Identity-Based Fast Authentication Scheme for Smart Mobile Devices in Body Area Networks

1The School of Computer and Software, Nanjing University of Information Science & Technology, Nanjing 210044, China
2Guangxi Key Laboratory of Cryptography and Information Security, Guilin, China
3The School of Applied Meteorology, Nanjing University of Information Science & Technology, Nanjing 210044, China
4The Jiangsu Engineering Center of Network Monitoring, Nanjing University of Information Science & Technology, Nanjing 210044, China

Correspondence should be addressed to Wenying Zheng; moc.621@1050ywgnehz

Received 11 April 2018; Revised 31 May 2018; Accepted 20 June 2018; Published 5 August 2018

Academic Editor: Ding Wang

Copyright © 2018 Chen Wang et al. This is an open access article distributed under the Creative Commons Attribution License, which permits unrestricted use, distribution, and reproduction in any medium, provided the original work is properly cited.

Abstract

Smart mobile devices are one of the core components of the wireless body area networks (WBANs). These devices shoulder the important task of collecting, integrating, and transmitting medical data. When a personal computer collects information from these devices, it needs to authenticate the identity of them. Some effective schemes have been put forward to the device authentication in WBANs. However, few researchers have studied the WBANs device authentication in emergency situations.
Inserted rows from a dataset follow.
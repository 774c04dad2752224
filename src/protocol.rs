//! The property access protocol: `get` / `set` / `define-const` /
//! `set-attributes`, including the prototype walk and the inline/extension
//! slot routing shared by every entry point.

use crate::attrs::Attributes;
use crate::context::VmContext;
use crate::shape::ShapeId;
use crate::value::{ObjectId, Tag, ValuePair};
use crate::value_type::ValueType;

const PROTO_NAME: &str = "__proto__";

/// Read the value at `name` on `obj`, walking the prototype chain on a miss.
/// Returns [`ValuePair::UNDEFINED`] if nothing defines `name` anywhere up
/// the chain.
#[must_use]
pub fn get_prop(ctx: &mut VmContext, obj: ObjectId, name: &str) -> ValuePair {
    let shape_id = ctx.heap.get_shape_idx(obj);
    match ctx.shapes.get_def_shape(shape_id, name) {
        Some(def) => {
            let slot = ctx
                .shapes
                .node(def)
                .slot_idx()
                .expect("a defined property always has a slot");
            get_slot_pair(ctx, obj, slot)
        }
        None => {
            let proto = get_prop(ctx, obj, PROTO_NAME);
            if proto.tag == Tag::Null {
                ValuePair::UNDEFINED
            } else {
                get_prop(ctx, proto.as_object_id(), name)
            }
        }
    }
}

/// Define or overwrite `name` on `obj` with the default attribute set.
pub fn set_prop(ctx: &mut VmContext, obj: ObjectId, name: &str, value: ValuePair) -> bool {
    set_prop_with_attrs(ctx, obj, name, value, Attributes::DEFAULT)
}

/// Full form of `set_prop`, taking the attributes a brand-new definition
/// should receive.
pub fn set_prop_with_attrs(
    ctx: &mut VmContext,
    obj: ObjectId,
    name: &str,
    value: ValuePair,
    def_attrs: Attributes,
) -> bool {
    let vt = ValueType::from_value(ctx, value).prop_type(
        &mut ctx.shapes,
        ctx.config.shape_notagspec,
        ctx.config.shape_nofptrspec,
    );

    let shape_id = ctx.heap.get_shape_idx(obj);
    let def = match ctx.shapes.get_def_shape(shape_id, name) {
        None => {
            if !ctx.shapes.node(shape_id).attrs().contains(Attributes::EXTENSIBLE) {
                return false;
            }
            let d = ctx.shapes.def_prop(shape_id, name, vt, def_attrs, None);
            ctx.heap.set_shape_idx(obj, d);
            d
        }
        Some(d) => {
            if !ctx.shapes.node(d).attrs().contains(Attributes::WRITABLE) {
                return false;
            }
            if !vt.is_subtype(ctx.shapes.node(d).vtype()) {
                ctx.shapes.num_shape_flips += 1;
                if ctx.global_object == Some(obj) {
                    ctx.shapes.num_shape_flips_global += 1;
                }
                let forked = ctx.shapes.def_prop(shape_id, name, vt, def_attrs, Some(d));
                ctx.heap.set_shape_idx(obj, forked);
                ctx.shapes
                    .get_def_shape(forked, name)
                    .expect("just defined on the fork")
            } else {
                d
            }
        }
    };

    let slot = ctx
        .shapes
        .node(def)
        .slot_idx()
        .expect("a defined property always has a slot");
    set_slot_pair(ctx, obj, slot, value);
    true
}

/// Define `name` as a constant: fails if `name` is already defined
/// anywhere up `obj`'s own shape chain.
pub fn def_const(
    ctx: &mut VmContext,
    obj: ObjectId,
    name: &str,
    value: ValuePair,
    enumerable: bool,
) -> bool {
    let shape_id = ctx.heap.get_shape_idx(obj);
    if ctx.shapes.get_def_shape(shape_id, name).is_some() {
        return false;
    }
    let attrs = if enumerable {
        Attributes::CONST_ENUM
    } else {
        Attributes::CONST_NOT_ENUM
    };
    set_prop_with_attrs(ctx, obj, name, value, attrs)
}

/// Install a redefinition of `def_shape` on `obj` with new attributes, type
/// and name unchanged.
pub fn set_prop_attrs(
    ctx: &mut VmContext,
    obj: ObjectId,
    def_shape: ShapeId,
    attrs: Attributes,
) -> ShapeId {
    let shape_id = ctx.heap.get_shape_idx(obj);
    let name = ctx
        .shapes
        .node(def_shape)
        .prop_name()
        .expect("cannot change attributes of the root")
        .to_owned();
    let vtype = ctx.shapes.node(def_shape).vtype();
    let new_shape = ctx
        .shapes
        .def_prop(shape_id, &name, vtype, attrs, Some(def_shape));
    ctx.heap.set_shape_idx(obj, new_shape);
    new_shape
}

/// Read the global slot `slot` on `obj`, routing to the overflow extension
/// if `slot` falls outside `obj`'s inline capacity. The extension's slot
/// indices share the same global index space as the inline vector.
#[must_use]
pub fn get_slot_pair(ctx: &VmContext, obj: ObjectId, slot: u32) -> ValuePair {
    let cap = ctx.heap.get_cap(obj);
    if slot < cap {
        ValuePair::new(ctx.heap.get_word(obj, slot), ctx.heap.get_tag(obj, slot))
    } else {
        let ext = ctx
            .heap
            .get_next(obj)
            .expect("a slot beyond capacity requires an extension to already exist");
        let local = slot - cap;
        ValuePair::new(ctx.heap.get_word(ext, local), ctx.heap.get_tag(ext, local))
    }
}

/// Write the global slot `slot` on `obj`, growing the overflow extension as
/// needed.
pub fn set_slot_pair(ctx: &mut VmContext, obj: ObjectId, slot: u32, value: ValuePair) {
    let cap = ctx.heap.get_cap(obj);
    if slot < cap {
        ctx.heap.set_word(obj, slot, value.word);
        ctx.heap.set_tag(obj, slot, value.tag);
        return;
    }
    let ext = extend_for(ctx, obj, slot);
    let local = slot - cap;
    ctx.heap.set_word(ext, local, value.word);
    ctx.heap.set_tag(ext, local, value.tag);
}

/// Ensure `obj` has an extension table large enough to hold global index
/// `slot`, growing it (by doubling) as many times as needed, and return
/// that extension's id.
///
/// Resolves the §9 Open Question on extension growth: each regrowth copies
/// exactly the old extension's valid local slots (`0..old_cap`) into the
/// new extension at identical local offsets; the inline vector is never
/// touched, since it lives in `obj` itself.
fn extend_for(ctx: &mut VmContext, obj: ObjectId, slot: u32) -> ObjectId {
    let cap = ctx.heap.get_cap(obj);
    debug_assert!(slot >= cap, "extend_for called for an inline slot");

    if ctx.heap.get_next(obj).is_none() {
        let kind = ctx.heap.get_kind(obj);
        let initial_cap = cap.checked_mul(2).expect("capacity overflowed u32");
        let ext = ctx.heap.alloc(kind, initial_cap, 0);
        ctx.heap.set_next(obj, Some(ext));
    }

    loop {
        let ext = ctx.heap.get_next(obj).expect("just ensured above");
        let local = slot - cap;
        let ext_cap = ctx.heap.get_cap(ext);
        if local < ext_cap {
            return ext;
        }

        let kind = ctx.heap.get_kind(ext);
        let new_cap = ext_cap.checked_mul(2).expect("capacity overflowed u32");
        let new_ext = ctx.heap.alloc(kind, new_cap, 0);
        for i in 0..ext_cap {
            ctx.heap.set_word(new_ext, i, ctx.heap.get_word(ext, i));
            ctx.heap.set_tag(new_ext, i, ctx.heap.get_tag(ext, i));
        }
        ctx.heap.set_next(obj, Some(new_ext));
    }
}

#[cfg(test)]
mod tests {
    use super::*;
    use crate::context::VmContext;
    use crate::value::Tag;

    #[test]
    fn scenario_growth_beyond_inline_capacity() {
        let mut ctx = VmContext::new();
        let o = ctx.new_obj_with_cap(ValuePair::NULL, 8);
        for i in 0..20u64 {
            let name = format!("p{i}");
            assert!(set_prop(&mut ctx, o, &name, ValuePair::new(i, Tag::Int32)));
        }
        for i in 0..20u64 {
            let name = format!("p{i}");
            let v = get_prop(&mut ctx, o, &name);
            assert_eq!(v.word, i);
            assert_eq!(v.tag, Tag::Int32);
        }
        assert!(ctx.heap.get_next(o).is_some());
    }

    #[test]
    fn scenario_type_flip_preserves_slot_and_counts_once() {
        let mut ctx = VmContext::new();
        let o = ctx.new_obj(ValuePair::NULL);
        assert!(set_prop(&mut ctx, o, "x", ValuePair::new(1, Tag::Int32)));
        let shape_after_first = ctx.heap.get_shape_idx(o);

        assert!(set_prop(&mut ctx, o, "x", ValuePair::new(0xdead, Tag::String)));
        let shape_after_second = ctx.heap.get_shape_idx(o);

        assert_ne!(shape_after_first, shape_after_second);
        assert_eq!(ctx.shapes.num_shape_flips, 1);

        let v = get_prop(&mut ctx, o, "x");
        assert_eq!(v.tag, Tag::String);
        assert_eq!(v.word, 0xdead);
    }

    #[test]
    fn scenario_prototype_walk() {
        let mut ctx = VmContext::new();
        let p = ctx.new_obj(ValuePair::NULL);
        assert!(set_prop(&mut ctx, p, "k", ValuePair::new(42, Tag::Int32)));

        let o = ctx.new_obj(ValuePair::from_object(p, Tag::Object));
        assert_eq!(get_prop(&mut ctx, o, "k").word, 42);

        assert!(set_prop(&mut ctx, o, "k", ValuePair::new(7, Tag::Int32)));
        assert_eq!(get_prop(&mut ctx, o, "k").word, 7);
        assert_eq!(get_prop(&mut ctx, p, "k").word, 42);
    }

    #[test]
    fn scenario_non_extensible_rejection() {
        let mut ctx = VmContext::new();
        let o = ctx.new_obj(ValuePair::NULL);
        // `o`'s current shape is the definition of `__proto__`, its only
        // property so far; redefining it without the EXTENSIBLE bit makes
        // the object as a whole reject new properties (spec §4.4 step 3).
        let cur_shape = ctx.heap.get_shape_idx(o);
        set_prop_attrs(&mut ctx, o, cur_shape, Attributes::empty());

        assert!(!set_prop(&mut ctx, o, "new", ValuePair::new(1, Tag::Int32)));
        assert_eq!(get_prop(&mut ctx, o, "new").tag, Tag::Undefined);
    }

    #[test]
    fn scenario_const_redefinition_rejected() {
        let mut ctx = VmContext::new();
        let o = ctx.new_obj(ValuePair::NULL);
        assert!(def_const(&mut ctx, o, "PI", ValuePair::new(3, Tag::Int32), true));
        assert!(!set_prop(&mut ctx, o, "PI", ValuePair::new(4, Tag::Int32)));
        assert_eq!(get_prop(&mut ctx, o, "PI").word, 3);
    }

    #[test]
    fn scenario_enum_table() {
        let mut ctx = VmContext::new();
        let o = ctx.new_obj(ValuePair::NULL);
        assert!(set_prop(&mut ctx, o, "a", ValuePair::new(1, Tag::Int32)));
        assert!(set_prop_with_attrs(
            &mut ctx,
            o,
            "b",
            ValuePair::new(2, Tag::Int32),
            Attributes::DEFAULT & !Attributes::ENUMERABLE
        ));
        assert!(set_prop(&mut ctx, o, "c", ValuePair::new(3, Tag::Int32)));

        let shape = ctx.heap.get_shape_idx(o);
        let a_slot = ctx.shapes.get_def_shape(shape, "a").unwrap();
        let b_slot = ctx.shapes.get_def_shape(shape, "b").unwrap();
        let c_slot = ctx.shapes.get_def_shape(shape, "c").unwrap();
        let a_idx = ctx.shapes.node(a_slot).slot_idx().unwrap() as usize;
        let b_idx = ctx.shapes.node(b_slot).slot_idx().unwrap() as usize;
        let c_idx = ctx.shapes.node(c_slot).slot_idx().unwrap() as usize;

        let table = ctx.shapes.gen_enum_tbl(shape).to_vec();
        assert_eq!(table[a_idx].as_ref().unwrap().0.as_ref(), "a");
        assert!(table[b_idx].is_none());
        assert_eq!(table[c_idx].as_ref().unwrap().0.as_ref(), "c");
    }

    #[test]
    fn name_stability_survives_intervening_allocations() {
        let mut ctx = VmContext::new();
        let o = ctx.new_obj(ValuePair::NULL);
        let transient = String::from("transient-name");
        assert!(set_prop(&mut ctx, o, &transient, ValuePair::new(99, Tag::Int32)));
        drop(transient);

        // Allocate a bunch of unrelated objects to perturb the heap.
        for _ in 0..16 {
            let _ = ctx.new_obj(ValuePair::NULL);
        }

        let name_copy = String::from("transient-name");
        assert_eq!(get_prop(&mut ctx, o, &name_copy).word, 99);
    }
}
use shapevm_core::{protocol, Attributes, Tag, ValuePair, VmContext};

/// Builds a small prototype chain and checks that shape forks triggered by
/// type changes, attribute redefinitions, and extension growth don't
/// disturb properties they don't touch.
#[test]
fn object_lifecycle_across_prototype_chain_and_reshapes() {
    let mut ctx = VmContext::new();

    let base = ctx.new_obj(ValuePair::NULL);
    assert!(protocol::def_const(
        &mut ctx,
        base,
        "VERSION",
        ValuePair::new(1, Tag::Int32),
        true,
    ));
    assert!(protocol::set_prop(&mut ctx, base, "name", ValuePair::new(0, Tag::String)));

    let child = ctx.new_obj(ValuePair::from_object(base, Tag::Object));
    assert_eq!(protocol::get_prop(&mut ctx, child, "VERSION").word, 1);

    // Redefining a constant through the normal `set` path is rejected; the
    // inherited value is unaffected.
    assert!(!protocol::set_prop(&mut ctx, base, "VERSION", ValuePair::new(2, Tag::Int32)));
    assert_eq!(protocol::get_prop(&mut ctx, child, "VERSION").word, 1);

    // A type change on `child`'s own "name" forks its shape but must not
    // perturb `base`'s.
    let base_shape_before = ctx.get_shape(base);
    assert!(protocol::set_prop(&mut ctx, child, "name", ValuePair::new(99, Tag::Int32)));
    assert_eq!(ctx.get_shape(base), base_shape_before);
    assert_eq!(protocol::get_prop(&mut ctx, child, "name").tag, Tag::Int32);
    assert_eq!(protocol::get_prop(&mut ctx, base, "name").tag, Tag::String);

    // Push `child` well past its inline capacity; every property, old and
    // new, must still read back correctly afterward.
    for i in 0..32u64 {
        let key = format!("extra{i}");
        assert!(protocol::set_prop(&mut ctx, child, &key, ValuePair::new(i, Tag::Int32)));
    }
    for i in 0..32u64 {
        let key = format!("extra{i}");
        assert_eq!(protocol::get_prop(&mut ctx, child, &key).word, i);
    }
    assert_eq!(protocol::get_prop(&mut ctx, child, "VERSION").word, 1);

    // Looking up an undefined name anywhere on the chain yields `undefined`,
    // not a panic, even past a null-terminated prototype link.
    assert_eq!(protocol::get_prop(&mut ctx, child, "nonexistent").tag, Tag::Undefined);
}

/// Closures and arrays carry their reserved slots through the same shape
/// machinery as plain objects; function identity and array bookkeeping
/// must round-trip independently of whatever else has been defined.
#[test]
fn closures_and_arrays_carry_reserved_slots_through_reshapes() {
    let mut ctx = VmContext::new();
    let f = ctx.functions.register();
    let clos = ctx.new_clos(ValuePair::NULL, 1, f);
    assert_eq!(ctx.get_fun_ptr(clos), f);

    assert!(protocol::set_prop(&mut ctx, clos, "captured", ValuePair::new(7, Tag::Int32)));
    assert_eq!(ctx.get_fun_ptr(clos), f);
    assert_eq!(protocol::get_prop(&mut ctx, clos, "captured").word, 7);

    let arr = ctx.new_arr(ValuePair::NULL);
    ctx.set_arr_len(arr, 3);
    ctx.set_arr_tbl(arr, ValuePair::new(0x1234, Tag::RefPtr));
    assert!(protocol::set_prop(&mut ctx, arr, "label", ValuePair::new(5, Tag::Int32)));
    assert_eq!(ctx.get_arr_len(arr), 3);
    assert_eq!(ctx.get_arr_tbl(arr).word, 0x1234);
}

/// A non-extensible object rejects new properties but keeps answering for
/// ones it already has, and the shape-flip counters track only genuine
/// type-driven redefinitions.
#[test]
fn extensibility_and_shape_flip_accounting() {
    let mut ctx = VmContext::new();
    let o = ctx.new_obj(ValuePair::NULL);
    assert!(protocol::set_prop(&mut ctx, o, "x", ValuePair::new(1, Tag::Int32)));

    let shape = ctx.get_shape(o);
    let def_x = ctx.shapes.get_def_shape(shape, "x").unwrap();
    let writable_not_extensible = Attributes::WRITABLE | Attributes::ENUMERABLE;
    protocol::set_prop_attrs(&mut ctx, o, def_x, writable_not_extensible);

    assert!(!protocol::set_prop(&mut ctx, o, "y", ValuePair::new(2, Tag::Int32)));
    assert_eq!(protocol::get_prop(&mut ctx, o, "x").word, 1);
    assert_eq!(ctx.shapes.num_shape_flips, 0);

    assert!(protocol::set_prop(&mut ctx, o, "x", ValuePair::new(42, Tag::Int32)));
    assert_eq!(ctx.shapes.num_shape_flips, 0, "writing the same tag is not a flip");
    assert_eq!(protocol::get_prop(&mut ctx, o, "x").word, 42);
}
//! The explicit VM context threading the shape registry, object heap, and
//! function reference set through every operation.
//!
//! Spec §9 flags the shape registry and function reference set as
//! process-wide singletons in the source VM and recommends threading a
//! context explicitly instead of relying on ambient globals; `VmContext` is
//! that context.

use crate::object::{LayoutKind, ObjectHeap};
use crate::protocol;
use crate::shape::ShapeRegistry;
use crate::value::{FunctionRef, ObjectId, Tag, ValuePair};

/// Minimum inline slot capacity for any newly allocated object (spec §3, §6).
pub const OBJ_MIN_CAP: u32 = 8;
/// Slot index reserved for `__proto__` across every layout kind (spec §3, §6).
pub const PROTO_SLOT_IDX: u32 = 0;
/// Slot index reserved for a closure's function pointer (spec §3, §6).
pub const FPTR_SLOT_IDX: u32 = 1;
/// Slot index reserved for an array's element table (spec §3, §6).
pub const ARRTBL_SLOT_IDX: u32 = 1;
/// Slot index reserved for an array's length (spec §3, §6).
pub const ARRLEN_SLOT_IDX: u32 = 2;

/// Runtime-configurable knobs read by the value-type projection (spec §4.1, §6).
#[derive(Debug, Clone, Copy, Default)]
pub struct Config {
    /// Strip `tag_known` from every shape-stored property type.
    pub shape_notagspec: bool,
    /// Never lift a closure's function identity across a shape transition.
    pub shape_nofptrspec: bool,
}

/// The append-only set of function identities the VM has registered
/// (spec §5's "function reference set").
#[derive(Default)]
pub struct FunctionTable {
    count: u32,
}

impl FunctionTable {
    #[must_use]
    pub fn new() -> Self {
        Self::default()
    }

    /// Register a function and return its stable identity.
    pub fn register(&mut self) -> FunctionRef {
        let id = FunctionRef(self.count);
        self.count = self.count.checked_add(1).expect("function table overflowed u32");
        id
    }
}

/// All VM-owned state the property protocol operates over.
pub struct VmContext {
    pub shapes: ShapeRegistry,
    pub heap: ObjectHeap,
    pub functions: FunctionTable,
    pub config: Config,
    /// The designated global object, if any; shape flips on it are counted
    /// separately in `shapes.num_shape_flips_global` (spec §4.4 step 4).
    pub global_object: Option<ObjectId>,
}

impl Default for VmContext {
    fn default() -> Self {
        Self::new()
    }
}

impl VmContext {
    #[must_use]
    pub fn new() -> Self {
        Self {
            shapes: ShapeRegistry::new(),
            heap: ObjectHeap::new(),
            functions: FunctionTable::new(),
            config: Config::default(),
            global_object: None,
        }
    }

    /// `new_obj(proto, cap=MIN_CAP)` (spec §4.5).
    pub fn new_obj(&mut self, proto: ValuePair) -> ObjectId {
        self.new_obj_with_cap(proto, OBJ_MIN_CAP)
    }

    /// `new_obj` with an explicit initial inline capacity (still clamped up
    /// to `OBJ_MIN_CAP`).
    pub fn new_obj_with_cap(&mut self, proto: ValuePair, cap: u32) -> ObjectId {
        let cap = cap.max(OBJ_MIN_CAP);
        let id = self.heap.alloc(LayoutKind::Object, cap, 0);
        self.heap.set_shape_idx(id, self.shapes.root());
        protocol::def_const(self, id, "__proto__", proto, false);
        id
    }

    /// `new_clos(proto, num_cells, fun)` (spec §4.5): allocates `MIN_CAP`
    /// inline slots plus `num_cells` captured cells, registers `__proto__`
    /// and `__fptr__` as constants.
    pub fn new_clos(&mut self, proto: ValuePair, num_cells: u32, fun: FunctionRef) -> ObjectId {
        let id = self.heap.alloc(LayoutKind::Closure, OBJ_MIN_CAP, num_cells);
        self.heap.set_shape_idx(id, self.shapes.root());
        protocol::def_const(self, id, "__proto__", proto, false);
        protocol::def_const(self, id, "__fptr__", ValuePair::from_function(fun), false);
        id
    }

    /// Allocates an `ARRAY` instance with `MIN_CAP` inline slots and
    /// registers `__proto__`, `__arrtbl__` and `__arrlen__`. Element
    /// indexing beyond the reserved `length`/`table` slots is out of scope
    /// (spec §1 Non-goals); this constructor and the accessors below exist
    /// because §6 names them as part of the core's external surface.
    ///
    /// `__arrtbl__`/`__arrlen__` are registered as ordinary shape
    /// properties, exactly like `__fptr__` on closures, purely so their
    /// slot indices are reserved in the shape's numbering: a later
    /// `set_prop` on this array must not be handed the same slot index the
    /// raw accessors below read and write directly.
    pub fn new_arr(&mut self, proto: ValuePair) -> ObjectId {
        let id = self.heap.alloc(LayoutKind::Array, OBJ_MIN_CAP, 0);
        self.heap.set_shape_idx(id, self.shapes.root());
        protocol::def_const(self, id, "__proto__", proto, false);
        protocol::def_const(self, id, "__arrtbl__", ValuePair::UNDEFINED, false);
        protocol::def_const(self, id, "__arrlen__", ValuePair::new(0, Tag::Int32), false);
        id
    }

    #[must_use]
    pub fn get_shape(&self, obj: ObjectId) -> crate::shape::ShapeId {
        self.heap.get_shape_idx(obj)
    }

    /// Reserved-slot accessor (spec §6): a closure's recorded function identity.
    #[must_use]
    pub fn get_fun_ptr(&self, obj: ObjectId) -> FunctionRef {
        debug_assert_eq!(self.heap.get_kind(obj), LayoutKind::Closure);
        FunctionRef(self.heap.get_word(obj, FPTR_SLOT_IDX) as u32)
    }

    /// Reserved-slot accessor (spec §6): an array's backing element table.
    #[must_use]
    pub fn get_arr_tbl(&self, obj: ObjectId) -> ValuePair {
        debug_assert_eq!(self.heap.get_kind(obj), LayoutKind::Array);
        ValuePair::new(
            self.heap.get_word(obj, ARRTBL_SLOT_IDX),
            self.heap.get_tag(obj, ARRTBL_SLOT_IDX),
        )
    }

    /// Reserved-slot accessor (spec §6).
    pub fn set_arr_tbl(&mut self, obj: ObjectId, table: ValuePair) {
        debug_assert_eq!(self.heap.get_kind(obj), LayoutKind::Array);
        self.heap.set_word(obj, ARRTBL_SLOT_IDX, table.word);
        self.heap.set_tag(obj, ARRTBL_SLOT_IDX, table.tag);
    }

    /// Reserved-slot accessor (spec §6): an array's length.
    #[must_use]
    pub fn get_arr_len(&self, obj: ObjectId) -> u64 {
        debug_assert_eq!(self.heap.get_kind(obj), LayoutKind::Array);
        self.heap.get_word(obj, ARRLEN_SLOT_IDX)
    }

    /// Reserved-slot accessor (spec §6).
    pub fn set_arr_len(&mut self, obj: ObjectId, len: u64) {
        debug_assert_eq!(self.heap.get_kind(obj), LayoutKind::Array);
        self.heap.set_word(obj, ARRLEN_SLOT_IDX, len);
        self.heap.set_tag(obj, ARRLEN_SLOT_IDX, Tag::Int32);
    }

    /// Generic raw-slot read in the same global slot-index space `get_prop`
    /// uses (spec §6's `get_slot_pair`).
    #[must_use]
    pub fn get_slot_pair(&self, obj: ObjectId, slot: u32) -> ValuePair {
        protocol::get_slot_pair(self, obj, slot)
    }

    /// Generic raw-slot write (spec §6's `set_slot_pair`).
    pub fn set_slot_pair(&mut self, obj: ObjectId, slot: u32, value: ValuePair) {
        protocol::set_slot_pair(self, obj, slot, value);
    }
}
In this paper, we present a novel system named emergency medical system without the assistance of doctors. Based on the system, we propose an identity-based fast authentication scheme for smart mobile devices in WBANs. The scheme can shorten the time of device authentication in an emergency to achieve fast authentication. The analysis of this paper proves the security and efficiency of the proposed scheme.

1. Introduction

Nowadays, people’s quality of life is improving with the development of society and technology [1]. People’s pursuit of happy life has a broader definition. With the continuous improvement of medical level, the phenomenon of aging has appeared in many developed and developing countries. People are in urgent need of a more complete medical system to ensure health and safety. Real time health monitoring is needed to prevent the possibility of chronic diseases and also for emergency treatment of sudden diseases.

Wireless body area network (WBAN) is a network composed of sensor nodes, personal terminals, and medical cloud platforms [26]. WBANs can be used to monitor user signs, feed back on real-time data, provide corresponding treatment plan, and make relevant emergency measures. WBANs can not only monitor medical information and vital signs such as body temperature, pulse, and blood pressure through the attachment of sensor nodes, but also inject drugs with the help of embedded actuators to achieve long-term treatment, remote treatment, and emergency treatment. Some researchers consider that WBANs consist of three parties, including patients, doctors, and cloud servers [710]. In fact, in some emergency cases, the participation of doctors may not be able to participate in the treatment timely. These emergency cases include falls, myocardial infarction, and stroke. If all the treatments have to wait for the doctor to confirm, the best treatment period might be missed. In this paper, we think that WBAN is mainly composed of three parts: smart mobile devices (SMDs), personal digital assistants (PDAs), and remote cloud servers (RCSs) [11, 12]. An SMD is a portable sensor or actuator that has certain computing power and can perceive the specific information of the outside world. SMDs are indispensable parts of WBANs. SMDs can be utilized not only as a channel for WBANs to perceive external information, but also as a means for WBANs to intervene in the outside world. PDA can be a kind of mobile computing terminal with personal computers, smart phones, and so on. PDA is responsible for receiving messages collected by SMD or issuing commands to SMD. The RCS is responsible for storing and analyzing medical data and feedback treatment recommendations [13, 14].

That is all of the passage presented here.